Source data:
_ _ _ _
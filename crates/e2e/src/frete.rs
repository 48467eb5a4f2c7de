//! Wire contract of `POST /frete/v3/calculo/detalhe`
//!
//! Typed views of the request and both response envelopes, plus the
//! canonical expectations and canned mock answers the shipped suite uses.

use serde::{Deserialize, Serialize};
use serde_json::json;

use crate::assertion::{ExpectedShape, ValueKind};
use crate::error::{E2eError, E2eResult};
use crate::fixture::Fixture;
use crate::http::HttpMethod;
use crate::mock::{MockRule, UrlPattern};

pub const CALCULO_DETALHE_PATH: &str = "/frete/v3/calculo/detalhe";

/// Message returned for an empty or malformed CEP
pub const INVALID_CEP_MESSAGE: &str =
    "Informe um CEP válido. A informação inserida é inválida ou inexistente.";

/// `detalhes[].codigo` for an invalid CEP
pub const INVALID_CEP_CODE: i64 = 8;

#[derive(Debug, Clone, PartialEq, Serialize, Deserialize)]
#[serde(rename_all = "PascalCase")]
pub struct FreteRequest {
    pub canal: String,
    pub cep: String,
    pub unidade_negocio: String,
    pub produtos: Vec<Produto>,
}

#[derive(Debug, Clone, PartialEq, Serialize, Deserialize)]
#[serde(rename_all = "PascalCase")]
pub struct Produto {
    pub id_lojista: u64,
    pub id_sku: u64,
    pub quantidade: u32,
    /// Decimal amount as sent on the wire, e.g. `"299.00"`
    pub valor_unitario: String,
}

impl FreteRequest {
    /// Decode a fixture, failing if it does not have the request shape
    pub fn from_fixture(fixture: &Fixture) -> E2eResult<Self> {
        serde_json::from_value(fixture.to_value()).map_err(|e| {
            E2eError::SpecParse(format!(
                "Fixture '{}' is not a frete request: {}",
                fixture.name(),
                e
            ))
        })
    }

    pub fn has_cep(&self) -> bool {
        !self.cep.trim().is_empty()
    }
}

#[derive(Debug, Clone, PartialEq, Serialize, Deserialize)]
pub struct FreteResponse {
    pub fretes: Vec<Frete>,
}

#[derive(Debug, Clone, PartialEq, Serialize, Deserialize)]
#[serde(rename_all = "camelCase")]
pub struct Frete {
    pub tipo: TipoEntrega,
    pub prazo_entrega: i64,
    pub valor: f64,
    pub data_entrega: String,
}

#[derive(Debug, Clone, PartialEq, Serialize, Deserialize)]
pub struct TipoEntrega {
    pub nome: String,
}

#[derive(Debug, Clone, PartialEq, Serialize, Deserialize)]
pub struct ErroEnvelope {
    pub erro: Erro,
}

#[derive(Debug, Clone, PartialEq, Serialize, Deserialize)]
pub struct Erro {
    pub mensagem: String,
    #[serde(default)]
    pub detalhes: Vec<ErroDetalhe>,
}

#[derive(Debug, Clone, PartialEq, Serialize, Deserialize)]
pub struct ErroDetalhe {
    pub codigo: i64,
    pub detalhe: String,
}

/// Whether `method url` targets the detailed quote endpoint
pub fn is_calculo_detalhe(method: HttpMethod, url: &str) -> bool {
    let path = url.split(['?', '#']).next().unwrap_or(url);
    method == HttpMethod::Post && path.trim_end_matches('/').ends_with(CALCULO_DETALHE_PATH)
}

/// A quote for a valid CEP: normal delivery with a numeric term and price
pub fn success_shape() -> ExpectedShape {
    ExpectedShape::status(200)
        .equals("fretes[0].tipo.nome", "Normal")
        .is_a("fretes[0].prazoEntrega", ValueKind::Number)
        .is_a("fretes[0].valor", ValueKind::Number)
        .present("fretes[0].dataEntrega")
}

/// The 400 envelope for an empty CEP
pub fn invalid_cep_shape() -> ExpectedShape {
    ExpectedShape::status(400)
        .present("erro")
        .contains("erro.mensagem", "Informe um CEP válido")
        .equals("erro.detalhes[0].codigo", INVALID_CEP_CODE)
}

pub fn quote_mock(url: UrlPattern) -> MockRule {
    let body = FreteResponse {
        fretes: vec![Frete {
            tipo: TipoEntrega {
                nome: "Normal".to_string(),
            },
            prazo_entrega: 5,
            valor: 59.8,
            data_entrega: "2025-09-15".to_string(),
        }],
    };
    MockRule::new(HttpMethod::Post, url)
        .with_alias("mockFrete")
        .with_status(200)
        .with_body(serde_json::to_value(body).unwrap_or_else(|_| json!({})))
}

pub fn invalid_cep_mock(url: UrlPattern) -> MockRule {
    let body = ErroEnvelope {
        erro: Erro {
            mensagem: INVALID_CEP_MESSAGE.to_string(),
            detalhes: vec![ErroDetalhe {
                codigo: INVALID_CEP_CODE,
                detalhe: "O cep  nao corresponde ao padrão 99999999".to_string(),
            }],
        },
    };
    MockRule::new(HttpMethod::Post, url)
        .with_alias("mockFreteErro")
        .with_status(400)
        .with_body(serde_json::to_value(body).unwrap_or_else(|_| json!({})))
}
_ _ _ _
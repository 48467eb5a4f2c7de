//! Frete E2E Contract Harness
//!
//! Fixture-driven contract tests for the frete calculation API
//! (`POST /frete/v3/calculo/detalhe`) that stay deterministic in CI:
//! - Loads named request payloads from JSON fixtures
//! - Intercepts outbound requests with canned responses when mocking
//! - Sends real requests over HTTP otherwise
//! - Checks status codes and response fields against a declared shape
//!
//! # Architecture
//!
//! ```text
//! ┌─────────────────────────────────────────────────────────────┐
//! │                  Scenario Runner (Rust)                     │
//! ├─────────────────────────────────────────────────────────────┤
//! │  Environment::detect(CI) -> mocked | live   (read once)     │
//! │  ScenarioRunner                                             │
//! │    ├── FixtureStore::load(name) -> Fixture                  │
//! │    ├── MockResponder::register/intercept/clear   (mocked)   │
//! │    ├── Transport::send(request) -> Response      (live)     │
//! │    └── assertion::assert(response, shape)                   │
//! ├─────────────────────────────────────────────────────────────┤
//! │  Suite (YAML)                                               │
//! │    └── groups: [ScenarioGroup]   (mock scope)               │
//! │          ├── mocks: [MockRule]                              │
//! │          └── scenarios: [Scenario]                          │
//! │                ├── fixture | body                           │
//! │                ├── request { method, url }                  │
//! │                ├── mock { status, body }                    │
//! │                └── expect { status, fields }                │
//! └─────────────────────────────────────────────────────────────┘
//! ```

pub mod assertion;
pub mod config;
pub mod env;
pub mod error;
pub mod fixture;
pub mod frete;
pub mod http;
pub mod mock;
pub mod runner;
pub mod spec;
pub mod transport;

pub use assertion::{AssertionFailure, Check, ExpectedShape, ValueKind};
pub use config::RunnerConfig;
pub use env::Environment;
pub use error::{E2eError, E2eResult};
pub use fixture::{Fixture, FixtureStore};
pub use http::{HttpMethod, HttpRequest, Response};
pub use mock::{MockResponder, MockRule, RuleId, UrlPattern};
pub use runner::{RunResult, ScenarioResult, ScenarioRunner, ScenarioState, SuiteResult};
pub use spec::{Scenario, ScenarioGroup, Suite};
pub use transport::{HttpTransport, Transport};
_ _ _ _
* **WORK REQUEST**:
Could you retype exactly the lines above, starting at the line that contains "filename crates/e2e/src/frete.rs" and ending at the line that contains "use serde_json::json;", and nothing more?

* **EXERCISE OUTPUT**:
filename crates/e2e/src/frete.rs
repository 48467eb5a4f2c7de
//! Wire contract of `POST /frete/v3/calculo/detalhe`
//!
//! Typed views of the request and both response envelopes, plus the
//! canonical expectations and canned mock answers the shipped suite uses.

use serde::{Deserialize, Serialize};
use serde_json::json;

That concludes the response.